WHAT TO DO: The required answer is a copy of each line in the entries below that includes "await".

GIVEN DATA Start Marker

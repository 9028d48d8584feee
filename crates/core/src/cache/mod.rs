//! Page cache fronting the browser fetch step.
//!
//! - Content-addressed keys using SHA-256 of the normalized URL
//! - `PageStore` backends: in-memory TTL map or SQLite (WAL, migrations)
//! - `CacheGateway` adding a single-flight guarantee per key

pub mod connection;
pub mod gateway;
pub mod hash;
pub mod memory;
pub mod migrations;
pub mod pages;
pub mod store;

use std::sync::Arc;

use crate::AppConfig;

pub use crate::Error;

pub use connection::CacheDb;
pub use gateway::CacheGateway;
pub use hash::fingerprint;
pub use memory::MemoryStore;
pub use pages::CachedPage;
pub use store::PageStore;

/// Open the page store selected by configuration.
///
/// Uses SQLite at `db_path` when set, otherwise an in-memory store.
pub async fn open_store(config: &AppConfig) -> Result<Arc<dyn PageStore>, Error> {
    match &config.db_path {
        Some(path) => {
            let db = CacheDb::open(path).await?;
            let purged = db.purge_expired_pages().await?;
            if purged > 0 {
                tracing::debug!("purged {purged} expired pages from {}", path.display());
            }
            Ok(Arc::new(db))
        }
        None => Ok(Arc::new(MemoryStore::new())),
    }
}

#[cfg(test)]
mod tests {
    use super::*;

    #[tokio::test]
    async fn test_open_store_defaults_to_memory() {
        let store = open_store(&AppConfig::default()).await.unwrap();
        assert!(store.get("missing").await.unwrap().is_none());
    }
}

GIVEN DATA End Marker

OUTPUT OF THE TASK:
            let db = CacheDb::open(path).await?;
            let purged = db.purge_expired_pages().await?;
        let store = open_store(&AppConfig::default()).await.unwrap();
        assert!(store.get("missing").await.unwrap().is_none());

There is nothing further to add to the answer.